Identification of the lymphokines, interferon-gamma and interleukin-2, in inflammatory eye diseases.

The exact pathogenic mechanisms involved in autoimmune and inflammatory eye diseases are not known. However, studies during the past few years indicate that a T cell infiltrate, T cell sensitization to retinal antigens and expression of major histocompatibility complex (MHC) class II antigens are associated with this process. In this report we show that the lymphokines, IL-2 and IFN-gamma, are present in the human eye during inflammatory and autoimmune diseases.

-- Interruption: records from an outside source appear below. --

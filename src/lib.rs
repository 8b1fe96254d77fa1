//! MicaShell - an embeddable interactive command interpreter
//!
//! This library provides the interpreter core behind the `mica`
//! binary: a tokenizer, a set of builtin commands, a synchronous
//! external-command runner, an append-only history ring, and a
//! dispatcher that turns input lines into tagged output records.
//!
//! ## Features
//!
//! - **Builtin Commands:** 23 commands with aliases (ls/dir, rm/del, ...)
//! - **Tagged Output:** Every line carries an error/success/input/info tag
//! - **History Recall:** Append-only per-session history with `!N` recall
//! - **External Fallback:** Unknown commands run as child processes
//! - **Tab Completion:** Builtin-name and path completion for frontends
//! - **Configuration:** TOML/JSON configuration files
//!
//! ## Module Organization
//!
//! ### Core Functionality
//!
//! - [`session`] - The `Session` type and its `dispatch` state machine
//! - [`commands`] - Builtin command registry and handlers
//! - [`tokenizer`] - Quote-aware input tokenization
//! - [`history`] - Append-only history ring and arrow-key cursor
//! - [`cursor`] - Working-directory cursor with lexical normalization
//! - [`external`] - Synchronous external command runner
//! - [`mod@error`] - Error types and Result aliases
//!
//! ### Supporting Modules
//!
//! - [`config`] - Configuration loading, validation, save/load
//! - [`completion`] - Command and path completion logic
//! - [`models`] - Data structures (OutputRecord, BackgroundTask)
//!
//! ## Quick Start
//!
//! ```no_run
//! use micashell::{init, SessionAction};
//!
//! # fn main() -> Result<(), Box<dyn std::error::Error>> {
//! let mut session = init()?;
//!
//! let outcome = session.dispatch("ls -l");
//! for record in &outcome.records {
//!     println!("{}", record.text);
//! }
//! if let Some(SessionAction::Exit { .. }) = outcome.action {
//!     // frontend decides how to wind down
//! }
//! # Ok(())
//! # }
//! ```
//!
//! ## Concurrency Model
//!
//! Everything is synchronous: `dispatch` blocks until the command (or
//! external child) finishes, and a `Session` expects a single caller.
//! Frontends that need parallel sessions create one `Session` each.
//!
//! ## Safety and Reliability
//!
//! - **No Panics on Input:** Handler and runner faults become error records
//! - **Graceful Degradation:** Falls back to defaults when config loading fails
//! - **Append-Only History:** Entries are never rewritten or dropped mid-session

#![allow(unexpected_cfgs)]

#[macro_use]
extern crate tracing;

pub mod commands;
pub mod completion;
pub mod config;
pub mod cursor;
pub mod error;
pub mod external;
pub mod history;
pub mod models;
pub mod session;
pub mod tokenizer;

// Re-exports for core functionality
pub use config::Config;
pub use error::{Error, Result};
pub use session::{DispatchOutcome, Session, SessionAction};

// Convenience re-exports for common types
pub use commands::{Builtin, CommandContext};
pub use completion::CompletionProvider;
pub use config::loader::ConfigLoader;
pub use cursor::DirectoryCursor;
pub use external::ExternalRunner;
pub use history::{HistoryCursor, HistoryRing};
pub use models::{BackgroundTask, OutputRecord, OutputTag};
pub use tokenizer::tokenize;

// Version information
/// The current version of MicaShell from Cargo.toml
pub const VERSION: &str = env!("CARGO_PKG_VERSION");

/// The application name from Cargo.toml
pub const NAME: &str = env!("CARGO_PKG_NAME");

/// The application description from Cargo.toml
pub const DESCRIPTION: &str = env!("CARGO_PKG_DESCRIPTION");

/// Initialize a session with configuration from the default locations
///
/// This is the primary entry point for frontends. It performs the
/// following steps:
/// 1. Checks the environment the shell will run in
/// 2. Loads configuration from the default search paths, falling back
///    to defaults when nothing is found or loading fails
/// 3. Builds a `Session` rooted per the configuration
///
/// # Errors
///
/// Returns an error when the configured startup directory does not
/// exist or session construction fails. A missing or broken config
/// file is not fatal; defaults are used instead.
///
/// # Examples
///
/// ```no_run
/// use micashell::init;
///
/// match init() {
///     Ok(session) => println!("shell ready in {}", session.current_dir().display()),
///     Err(e) => eprintln!("initialization failed: {}", e),
/// }
/// ```
pub fn init() -> Result<Session> {
    info!("🚀 Initializing {} v{}", NAME, VERSION);

    check_environment();

    // Load configuration with fallback
    let config = match ConfigLoader::load() {
        Ok(config) => {
            info!("✅ Configuration loaded");
            config
        }
        Err(e) => {
            warn!("Failed to load configuration: {}. Using defaults", e);
            Config::default()
        }
    };

    let session = Session::with_config(config)?;
    info!("✅ Session created in {}", session.current_dir().display());

    info!("🎨 {} initialization complete", NAME);
    Ok(session)
}

/// Initialize a session from an explicit configuration file
///
/// Unlike [`init`], a missing or invalid file here is an error: the
/// caller asked for this exact configuration.
pub fn init_with_config(config_path: &std::path::Path) -> Result<Session> {
    info!(
        "🚀 Initializing {} v{} with config: {}",
        NAME,
        VERSION,
        config_path.display()
    );

    check_environment();

    if !config_path.exists() {
        return Err(Error::ConfigLoadFailed {
            path: config_path.to_path_buf(),
            reason: "Configuration file does not exist".to_string(),
        });
    }

    let config = ConfigLoader::load_from_path(config_path)?;
    info!("✅ Configuration loaded from {}", config_path.display());

    let session = Session::with_config(config)?;
    info!("✅ Session created in {}", session.current_dir().display());

    info!("🎨 {} initialization complete", NAME);
    Ok(session)
}

/// Log anything about the environment that will degrade the session
fn check_environment() {
    debug!("🔍 Checking environment...");

    if std::env::var("HOME").is_err() && std::env::var("USERPROFILE").is_err() {
        warn!("⚠️  No home directory in environment; 'cd' without arguments will fail");
    }
    if std::env::var("PATH").is_err() {
        warn!("⚠️  PATH not set; external commands will not be found");
    }
}

/// Render a startup error with recovery hints for the terminal
pub fn handle_startup_error(error: &Error) -> String {
    match error {
        Error::ConfigLoadFailed { path, reason } => {
            format!(
                "Configuration Error: Failed to load config from '{}': {}\n\nTry:\n• Check configuration file syntax\n• Ensure file permissions are correct\n• Run without --config to use defaults",
                path.display(),
                reason
            )
        }
        Error::ConfigParseFailed { format, reason } => {
            format!(
                "Configuration Error: Failed to parse {} config: {}\n\nTry:\n• Check configuration file syntax\n• Ensure file is valid {}\n• Run without --config to use defaults",
                format, reason, format
            )
        }
        Error::ConfigValidationFailed { field, reason } => {
            format!(
                "Configuration Error: Validation failed for '{}': {}\n\nTry:\n• Check the configuration value\n• Run without --config to use defaults",
                field, reason
            )
        }
        Error::DirectoryNotFound { path } => {
            format!(
                "Startup Error: startup directory '{}' does not exist\n\nTry:\n• Fix shell.startup_directory in the config\n• Create the directory",
                path.display()
            )
        }
        Error::Io(err) => {
            format!(
                "I/O Error: {}\n\nTry:\n• Check file permissions\n• Ensure required directories exist",
                err
            )
        }
        _ => {
            format!(
                "Unexpected Error: {}\n\nPlease report this issue with debug logs enabled (--debug)",
                error
            )
        }
    }
}

/// Get default configuration
///
/// # Examples
///
/// ```
/// use micashell::default_config;
///
/// let config = default_config();
/// assert_eq!(config.shell.prompt, "> ");
/// ```
pub fn default_config() -> Config {
    Config::default()
}
//! File Viewing Commands
//!
//! Content display for the `cat` builtin. Reads are lossy: invalid
//! UTF-8 sequences are replaced rather than refused, so binary-ish
//! files still render something.

use crate::commands::CommandContext;
use crate::error::{Error, Result};
use crate::models::OutputRecord;

/// Print a file's contents between banner lines
pub fn cat_file(args: &[String], ctx: &mut CommandContext) -> Result<Vec<OutputRecord>> {
    let name = match args.first() {
        Some(name) => name,
        None => {
            return Err(Error::InvalidArgument {
                message: "cat requires a file name".to_string(),
            })
        }
    };

    let path = ctx.cursor.resolve(name);
    if !path.is_file() {
        return Err(Error::NotAFile { path });
    }

    let bytes = std::fs::read(&path).map_err(|err| Error::from_io_at(err, path.clone()))?;
    let content = String::from_utf8_lossy(&bytes).into_owned();

    Ok(vec![
        OutputRecord::plain(format!("--- Contents of {} ---", path.display())),
        OutputRecord::plain(content),
        OutputRecord::plain(format!("--- End of {} ---", path.display())),
    ])
}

The presence of these lymphokines is associated with a lymphocyte infiltrate, predominantly of T cell origin, and with the expression of MHC class II antigens on both the infiltrating cells and ocular resident cells, that is, retinal pigment epithelial (rpe) cells and retinal vascular endothelial cells. Furthermore, in vitro studies demonstrate that IFN-gamma can enhance the expression of the HLA-DR determinant on both of these cell types. These observations suggest that lymphokine induced class II antigen expression may serve as a local amplification system in autoimmune and inflammatory eye diseases. A better understanding of the role of lymphokines in the mechanisms involved in the development of autoimmunity and inflammation may be beneficial in the treatment of these diseases.